Last year it was wasps. This summer has been the season of the ant. Possibly due to the lack of wasps to eat them, there are ants everywhere, outside and annoyingly in. I have been truly amazed by the sheer variety of sizes of ants from the whoppers that heft large bits of vegetation back to the nest to the tiny little dots that are currently attempting to colonise the kitchen. My cupboards have never been so clean and organised as on a regular basis I open one to discover a seething mass of tiny ants searching out a grain of sugar or drip of sauce to sustain them. We are very happy to live and let live outside unless the ants come onto the terrace in great numbers but once inside they have to go and we have a bottle of spray that smells vile and kills the ants pretty much on contact. Of course then I have to wipe down the cupboard surfaces and all the bottles, jars and packets before they are replaced. I don’t have many cardboard packets in the cupboards anymore after I bought some beans from an open basket in the market last year and ended up with weevils in the cereal packets – yuk. Another afternoon spent cleaning out a cupboard.

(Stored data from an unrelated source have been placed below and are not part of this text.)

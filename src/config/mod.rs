use crate::errors::{AppError, AppResult};
use crate::ui::messages::success;
use serde::{Deserialize, Serialize};
use std::fs;
use std::io::Write;
use std::path::{Path, PathBuf};

#[derive(Debug, Clone, Serialize, Deserialize, PartialEq)]
pub struct Config {
    pub database: String,
    /// Username allowed to edit and delete places.
    #[serde(default = "default_admin_user")]
    pub admin_user: String,
    /// Labels offered for "Jam Buka".
    #[serde(default = "default_hours_options")]
    pub hours_options: Vec<String>,
    /// Labels offered for "Harga", cheapest first.
    #[serde(default = "default_price_options")]
    pub price_options: Vec<String>,
    #[serde(default = "default_rating")]
    pub default_rating: f64,
}

fn default_admin_user() -> String {
    "nadjakencana".to_string()
}
fn default_hours_options() -> Vec<String> {
    vec!["24 Jam".to_string(), "Nggak 24 Jam".to_string()]
}
fn default_price_options() -> Vec<String> {
    vec![
        "Murah".to_string(),
        "Mending Mahal".to_string(),
        "Mahal".to_string(),
    ]
}
fn default_rating() -> f64 {
    4.0
}

impl Default for Config {
    fn default() -> Self {
        Self {
            database: Self::database_file().to_string_lossy().to_string(),
            admin_user: default_admin_user(),
            hours_options: default_hours_options(),
            price_options: default_price_options(),
            default_rating: default_rating(),
        }
    }
}

impl Config {
    /// Return the standard configuration directory (`~/.nongkrong`).
    pub fn config_dir() -> PathBuf {
        dirs::home_dir()
            .unwrap_or_else(|| PathBuf::from("."))
            .join(".nongkrong")
    }

    /// Return the full path of the config file
    pub fn config_file() -> PathBuf {
        Self::config_dir().join("nongkrong.conf")
    }

    /// Return the default path of the SQLite database
    pub fn database_file() -> PathBuf {
        Self::config_dir().join("nongkrong.sqlite")
    }

    /// Load configuration from file, or return defaults if not found
    pub fn load() -> AppResult<Self> {
        Self::load_from(&Self::config_file())
    }

    pub fn load_from(path: &Path) -> AppResult<Self> {
        if !path.exists() {
            return Ok(Self::default());
        }

        let content = fs::read_to_string(path)?;
        serde_yaml::from_str(&content)
            .map_err(|e| AppError::Config(format!("{}: {}", path.display(), e)))
    }

    pub fn to_yaml(&self) -> AppResult<String> {
        serde_yaml::to_string(self).map_err(|e| AppError::Config(e.to_string()))
    }

    /// Is `label` one of the configured opening-hours options?
    pub fn is_known_hours(&self, label: &str) -> bool {
        self.hours_options.iter().any(|h| h == label)
    }

    /// Is `label` one of the configured price tiers?
    pub fn is_known_price(&self, label: &str) -> bool {
        self.price_options.iter().any(|p| p == label)
    }

    /// Resolve a `--db` override. `~/` is expanded; any other relative path
    /// stays relative to the working directory, for every command.
    pub fn resolve_db_path(raw: &str) -> PathBuf {
        crate::utils::path::expand_tilde(raw)
    }

    /// Create the config directory, the config file (unless `is_test`) and
    /// the parent directory of the database. Returns the database path.
    pub fn init_all(custom_db: Option<&str>, is_test: bool) -> AppResult<Self> {
        let dir = Self::config_dir();

        let db_path = match custom_db {
            Some(raw) => Self::resolve_db_path(raw),
            None => Self::database_file(),
        };

        let config = Config {
            database: db_path.to_string_lossy().to_string(),
            ..Self::default()
        };

        if !is_test {
            fs::create_dir_all(&dir)?;
            let yaml = config.to_yaml()?;
            let mut file = fs::File::create(Self::config_file())?;
            file.write_all(yaml.as_bytes())?;
            success(format!("Config file: {}", Self::config_file().display()));
        }

        if let Some(parent) = db_path.parent()
            && !parent.as_os_str().is_empty()
        {
            fs::create_dir_all(parent)?;
        }

        Ok(config)
    }
}
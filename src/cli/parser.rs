use crate::core::export::ExportFormat;
use clap::{Args, Parser, Subcommand};

/// Command-line interface definition for nongkrong
/// Browse and curate student hangout spots around Tembalang
#[derive(Parser)]
#[command(
    name = "nongkrong",
    version = env!("CARGO_PKG_VERSION"),
    about = "Info nongkrong mahasiswa Tembalang: browse, filter and curate hangout spots stored in SQLite",
    long_about = None
)]
pub struct Cli {
    /// Override database path (useful for tests or custom DB)
    #[arg(global = true, long = "db")]
    pub db: Option<String>,

    /// Log in as this user (required to add; admin required to edit/delete)
    #[arg(global = true, long = "user", short = 'u')]
    pub user: Option<String>,

    /// Run in test mode (no config file read/write)
    #[arg(global = true, long = "test", hide = true)]
    pub test: bool,

    #[command(subcommand)]
    pub command: Commands,
}

/// Place fields as accepted by `add` (all required except photo/rating/comment).
#[derive(Args, Debug, Clone)]
pub struct NewPlaceArgs {
    #[arg(long, help = "Name of the place")]
    pub name: String,

    #[arg(long, help = "Opening hours label, e.g. \"24 Jam\" or \"Nggak 24 Jam\"")]
    pub hours: String,

    #[arg(long, help = "Price tier, e.g. Murah, \"Mending Mahal\", Mahal")]
    pub price: String,

    #[arg(long, allow_hyphen_values = true)]
    pub lat: f64,

    #[arg(long, allow_hyphen_values = true)]
    pub lon: f64,

    #[arg(long, default_value = "", help = "Photo URL")]
    pub photo: String,

    #[arg(long, help = "Rating 1.0-5.0 (default from config)")]
    pub rating: Option<f64>,

    #[arg(long, default_value = "")]
    pub comment: String,
}

/// Place fields as accepted by `edit` (only the given ones change).
#[derive(Args, Debug, Clone, Default)]
pub struct EditPlaceArgs {
    #[arg(long)]
    pub name: Option<String>,

    #[arg(long)]
    pub hours: Option<String>,

    #[arg(long)]
    pub price: Option<String>,

    #[arg(long, allow_hyphen_values = true)]
    pub lat: Option<f64>,

    #[arg(long, allow_hyphen_values = true)]
    pub lon: Option<f64>,

    #[arg(long)]
    pub photo: Option<String>,

    #[arg(long)]
    pub rating: Option<f64>,

    #[arg(long)]
    pub comment: Option<String>,
}

#[derive(Subcommand)]
pub enum Commands {
    /// Initialize the database and configuration
    Init,

    /// Manage the configuration file (view or edit)
    Config {
        #[arg(long = "print", help = "Print the current configuration")]
        print_config: bool,

        #[arg(
            long = "edit",
            help = "Edit the configuration file (default editor: $EDITOR, or nano/notepad)"
        )]
        edit_config: bool,

        #[arg(
            long = "editor",
            help = "Specify the editor to use (vim, nano, or custom path)"
        )]
        editor: Option<String>,
    },

    /// Manage the database (migrations, schema checks, statistics)
    Db {
        #[arg(long = "migrate", help = "Run pending database migrations")]
        migrate: bool,

        #[arg(
            long = "check",
            help = "Check integrity, the tempat columns and the creator backfill"
        )]
        check: bool,

        #[arg(long = "info", help = "Show database information")]
        info: bool,
    },

    /// Print the internal audit log
    Log {
        #[arg(long = "print", help = "Print rows from the internal log table")]
        print: bool,
    },

    /// List places, optionally filtered (like the map sidebar)
    List {
        #[arg(long = "hours", help = "Only these opening hours (repeatable)")]
        hours: Vec<String>,

        #[arg(long = "price", help = "Only these price tiers (repeatable)")]
        price: Vec<String>,

        #[arg(long = "details", help = "Show photo, comment and Google Maps link")]
        details: bool,
    },

    /// Add a new place (login required)
    Add {
        #[command(flatten)]
        place: NewPlaceArgs,
    },

    /// Edit an existing place (admin only)
    Edit {
        id: i64,

        #[command(flatten)]
        changes: EditPlaceArgs,
    },

    /// Delete a place by ID (admin only)
    Del {
        id: i64,

        #[arg(long = "yes", short = 'y', help = "Do not ask for confirmation")]
        yes: bool,
    },

    /// Bulk import places from a CSV file
    Import {
        #[arg(value_name = "FILE")]
        file: String,
    },

    /// Export all places
    Export {
        #[arg(long, value_enum, default_value = "csv")]
        format: ExportFormat,

        #[arg(long, value_name = "FILE")]
        file: String,

        #[arg(long, short = 'f')]
        force: bool,
    },

    /// Create a backup copy of the database
    Backup {
        #[arg(
            long,
            value_name = "FILE",
            help = "Destination (default: nongkrong-backup-<timestamp>.sqlite next to the DB)"
        )]
        file: Option<String>,

        #[arg(long)]
        compress: bool,
    },
}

Considering that we haven’t had any rain for months and I don’t water them, the vines have produced a huge amount of plump and juicy grapes. As we couldn’t possibly eat them all we decided way back at the start of August that we would try and make some wine. People have been making wine for centuries – how hard could it be? As usual before undertaking any new project Steve did some internet research. Clearly we were going to need some equipment which, we thought, would be readily available in a wine making area such as ours. First stop the co-operativa shops, a sort of Spanish Mole Valley Farmers that are found in each town attached to the bodegas and oil mills – nada. Then we started asking around and discovered that there is a shop in Villena that sells wine making equipment but whilst my Spanish is vastly improved it didn’t prove equal to explaining to the shopkeeper that we only wanted to make a small amount of wine and so a beginner’s kit costing nearly 1000 Euros was a tad excessive. Amazon was our next thought but having compiled a shopping basket full of items it transpired that half of the items couldn’t be delivered to Spain. Finally we managed to order from a wonderful site called Homebrew UK and after a two week wait caused by the annual Spanish shutdown in the last two weeks of August, our tubing and other equipment arrived. We had managed to find two large glass vessels at the Rastro and although we were still short of a couple of rubber bungs we picked a bucket full of grapes and proceeded. The You Tube videos we watched kept hectoring us about the need for keeping everything sterilised – we tried hard but reasoned that as Camden tablets weren’t readily available in the past the odd bug wouldn’t hurt. A week and a big sticky mess later we have a couple of gallons of wine fermenting in the corner and a huge amount of grapes shrivelling on the vines. Next year I am going to try and see if we can sell the grapes and at less than 2 Euros a bottle, buy some wine.